Engie, the international energy giant best known in Australia for the abrupt closure of the Hazelwood brown coal generator in Victoria in late 2017, has unveiled plans to roll out more than 100 new electric vehicle fast charging stations in Australia and New Zealand as it accelerates its clean energy transition.
Engie, which describes itself as the largest independent power producer in the world and is in the process of a complete exit from coal and LNG, is one of five organisations that will receive funding from the Australian Renewable Energy Agency as part of efforts to boost the country’s EV charging infrastructure.
Its head of green mobility in Australia, Greg Schumann, told The Driven this week that it will target four key regions for its rollout – Sydney, Wollongong, Central Coast, Newcastle in NSW; Melbourne and Geelong in Victoria; Brisbane, Gold Coast, and the Sunshine Coast in Queensland, and Adelaide in South Australia.
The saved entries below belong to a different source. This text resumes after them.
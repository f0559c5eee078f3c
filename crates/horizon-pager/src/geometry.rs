//! Geometry and appearance value types.
//!
//! All coordinates are logical points (`f32`) with the origin at the top-left
//! of the pager's bounds.

use std::fmt;

use serde::{Deserialize, Serialize};

use crate::error::PagerError;

/// A 2D point.
#[derive(Debug, Clone, Copy, PartialEq, Default, Serialize, Deserialize)]
pub struct Point {
    pub x: f32,
    pub y: f32,
}

impl Point {
    /// Create a new point.
    #[inline]
    pub const fn new(x: f32, y: f32) -> Self {
        Self { x, y }
    }

    /// Origin point (0, 0).
    pub const ZERO: Self = Self { x: 0.0, y: 0.0 };
}

/// A 2D size.
#[derive(Debug, Clone, Copy, PartialEq, Default, Serialize, Deserialize)]
pub struct Size {
    pub width: f32,
    pub height: f32,
}

impl Size {
    /// Create a new size.
    #[inline]
    pub const fn new(width: f32, height: f32) -> Self {
        Self { width, height }
    }

    /// Zero size.
    pub const ZERO: Self = Self {
        width: 0.0,
        height: 0.0,
    };

    /// Shrink both dimensions by the given insets, never going negative.
    #[inline]
    pub fn inset_by(self, insets: EdgeInsets) -> Self {
        Self {
            width: (self.width - insets.horizontal()).max(0.0),
            height: (self.height - insets.vertical()).max(0.0),
        }
    }
}

/// An axis-aligned rectangle.
#[derive(Debug, Clone, Copy, PartialEq, Default, Serialize, Deserialize)]
pub struct Rect {
    pub origin: Point,
    pub size: Size,
}

impl Rect {
    /// Create a new rectangle from origin and size components.
    #[inline]
    pub const fn new(x: f32, y: f32, width: f32, height: f32) -> Self {
        Self {
            origin: Point { x, y },
            size: Size { width, height },
        }
    }

    /// Create a rectangle centered at a point.
    #[inline]
    pub fn from_center(center: Point, size: Size) -> Self {
        Self {
            origin: Point {
                x: center.x - size.width / 2.0,
                y: center.y - size.height / 2.0,
            },
            size,
        }
    }

    /// Empty rectangle at origin.
    pub const ZERO: Self = Self {
        origin: Point::ZERO,
        size: Size::ZERO,
    };

    #[inline]
    pub fn left(&self) -> f32 {
        self.origin.x
    }

    #[inline]
    pub fn top(&self) -> f32 {
        self.origin.y
    }

    #[inline]
    pub fn right(&self) -> f32 {
        self.origin.x + self.size.width
    }

    #[inline]
    pub fn bottom(&self) -> f32 {
        self.origin.y + self.size.height
    }

    #[inline]
    pub fn width(&self) -> f32 {
        self.size.width
    }

    #[inline]
    pub fn height(&self) -> f32 {
        self.size.height
    }

    /// Center point of the rectangle.
    #[inline]
    pub fn center(&self) -> Point {
        Point::new(
            self.origin.x + self.size.width / 2.0,
            self.origin.y + self.size.height / 2.0,
        )
    }

    /// Shrink the rectangle by the given insets.
    ///
    /// Insets larger than the rectangle collapse it to zero size.
    pub fn inset_by(&self, insets: EdgeInsets) -> Self {
        Self {
            origin: Point::new(self.origin.x + insets.left, self.origin.y + insets.top),
            size: self.size.inset_by(insets),
        }
    }
}

/// Insets from each edge of a rectangle.
///
/// Used for the menu strip position inside the pager, the tile area inside
/// the strip, and the page area below the strip.
#[derive(Debug, Clone, Copy, PartialEq, Default, Serialize, Deserialize)]
#[serde(default)]
pub struct EdgeInsets {
    pub top: f32,
    pub left: f32,
    pub bottom: f32,
    pub right: f32,
}

impl EdgeInsets {
    /// Create new edge insets.
    pub const fn new(top: f32, left: f32, bottom: f32, right: f32) -> Self {
        Self {
            top,
            left,
            bottom,
            right,
        }
    }

    /// Same inset on all sides.
    pub const fn uniform(inset: f32) -> Self {
        Self::new(inset, inset, inset, inset)
    }

    /// No insets.
    pub const ZERO: Self = Self::uniform(0.0);

    /// Total horizontal inset (left + right).
    #[inline]
    pub fn horizontal(&self) -> f32 {
        self.left + self.right
    }

    /// Total vertical inset (top + bottom).
    #[inline]
    pub fn vertical(&self) -> f32 {
        self.top + self.bottom
    }
}

/// An sRGB color with straight (non-premultiplied) alpha.
///
/// Serialized as a hex string: `"#RRGGBB"` or `"#RRGGBBAA"`.
#[derive(Debug, Clone, Copy, PartialEq, Eq, Hash, Default, Serialize, Deserialize)]
#[serde(try_from = "String", into = "String")]
pub struct Color {
    pub r: u8,
    pub g: u8,
    pub b: u8,
    pub a: u8,
}

impl Color {
    /// Create a color from RGBA components.
    #[inline]
    pub const fn from_rgba8(r: u8, g: u8, b: u8, a: u8) -> Self {
        Self { r, g, b, a }
    }

    /// Create an opaque color from RGB components.
    #[inline]
    pub const fn from_rgb8(r: u8, g: u8, b: u8) -> Self {
        Self::from_rgba8(r, g, b, 255)
    }

    /// Parse a hex color string (`#RRGGBB` or `#RRGGBBAA`, leading `#` optional).
    pub fn from_hex(hex: &str) -> Option<Self> {
        let hex = hex.trim_start_matches('#');
        let len = hex.len();

        if (len != 6 && len != 8) || !hex.bytes().all(|b| b.is_ascii_hexdigit()) {
            return None;
        }

        let r = u8::from_str_radix(&hex[0..2], 16).ok()?;
        let g = u8::from_str_radix(&hex[2..4], 16).ok()?;
        let b = u8::from_str_radix(&hex[4..6], 16).ok()?;
        let a = if len == 8 {
            u8::from_str_radix(&hex[6..8], 16).ok()?
        } else {
            255
        };

        Some(Self::from_rgba8(r, g, b, a))
    }

    /// Format as a hex string. The alpha byte is omitted when opaque.
    pub fn to_hex(&self) -> String {
        if self.a == 255 {
            format!("#{:02X}{:02X}{:02X}", self.r, self.g, self.b)
        } else {
            format!("#{:02X}{:02X}{:02X}{:02X}", self.r, self.g, self.b, self.a)
        }
    }

    /// Fully transparent.
    pub const TRANSPARENT: Self = Self::from_rgba8(0, 0, 0, 0);
    pub const WHITE: Self = Self::from_rgb8(255, 255, 255);
    pub const BLACK: Self = Self::from_rgb8(0, 0, 0);
    pub const DARK_GRAY: Self = Self::from_rgb8(85, 85, 85);
    pub const ORANGE: Self = Self::from_rgb8(255, 128, 0);
}

impl fmt::Display for Color {
    fn fmt(&self, f: &mut fmt::Formatter<'_>) -> fmt::Result {
        f.write_str(&self.to_hex())
    }
}

impl TryFrom<String> for Color {
    type Error = PagerError;

    fn try_from(value: String) -> Result<Self, Self::Error> {
        Self::from_hex(&value).ok_or(PagerError::InvalidColor(value))
    }
}

impl From<Color> for String {
    fn from(color: Color) -> Self {
        color.to_hex()
    }
}

/// Horizontal reading order of the strip and pages.
///
/// In [`Rtl`](Self::Rtl) the first tab and the first page sit at the right
/// edge, and icon and label swap places inside a tab.
#[derive(Debug, Clone, Copy, PartialEq, Eq, Hash, Default, Serialize, Deserialize)]
#[serde(rename_all = "lowercase")]
pub enum LayoutDirection {
    #[default]
    Ltr,
    Rtl,
}

impl LayoutDirection {
    #[inline]
    pub fn is_rtl(&self) -> bool {
        matches!(self, LayoutDirection::Rtl)
    }

    /// Mirror `rect` across the vertical center line of `container`.
    /// Identity for [`Ltr`](Self::Ltr).
    pub fn place(&self, rect: Rect, container: Rect) -> Rect {
        match self {
            LayoutDirection::Ltr => rect,
            LayoutDirection::Rtl => Rect::new(
                container.right() - (rect.left() - container.left()) - rect.width(),
                rect.top(),
                rect.width(),
                rect.height(),
            ),
        }
    }
}

/// Font description used for tab labels.
///
/// Text shaping belongs to the host; the pager only forwards the font to
/// the [`TextMeasure`](crate::text::TextMeasure) implementation and the
/// tile render model.
#[derive(Debug, Clone, PartialEq, Serialize, Deserialize)]
#[serde(default)]
pub struct Font {
    /// Font family name. `None` selects the platform's system font.
    pub family: Option<String>,
    /// Point size.
    pub size: f32,
}

impl Font {
    /// The system font at the given size.
    pub fn system(size: f32) -> Self {
        Self { family: None, size }
    }

    /// A named font family at the given size.
    pub fn new(family: impl Into<String>, size: f32) -> Self {
        Self {
            family: Some(family.into()),
            size,
        }
    }
}

impl Default for Font {
    fn default() -> Self {
        Self::system(16.0)
    }
}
ARENA will contribute around $6.8 million towards the cost of the $22 million project, which Schumann says marks the beginning of a major push by Engie to leverage its growing renewable energy capacity. All the EV chargers – to be installed by Jet Charge – will be powered by wind and solar.
Schumann says the EV charging stations – likely to include two bays delivering at least 50kW each – will be rolled out mostly at destinations such as shopping centres, but also along heavily used routes.
“In the future, you won’t go out to charge your car, you will charge your car when you’re out,” he says. “So we’re very much into locations that have got proximity to local amenities, they’re safe and secure, where you might be out shopping, doing a bit of traveling, etc.”
Engie says its goal is to deliver, own and maintain a large share of Australia’s EV charging infrastructure, a sign that traditional energy companies are looking at new ways to engage with consumers, which will be the centre of the clean energy transition.
“This initial roll-out typifies Engie’s approach to enabling Australia’s energy transition, namely leveraging existing infrastructure wherever possible and focusing on customer experiences, wants and needs,” the company says.
Schumann told The Driven podcast that Engie is also interested in vehicle-to-grid technologies, because of the potential of using the EV fleet to balance the grid.
“We’re certainly looking at how all that goes together with batteries and with solar,” he said.
The first Engie fast-charge point is expected to be switched on in early 2022, although Schumann would not reveal the exact location of the first charging point.
The other networks to be funded by ARENA include Evie Networks, which will install 158 stations across eight regions, Ampol, which will install 121 stations across four regions, Chargefox, which will install 16 stations across two regions, and Electric Highways Tasmania, which is aiming for five stations in that state.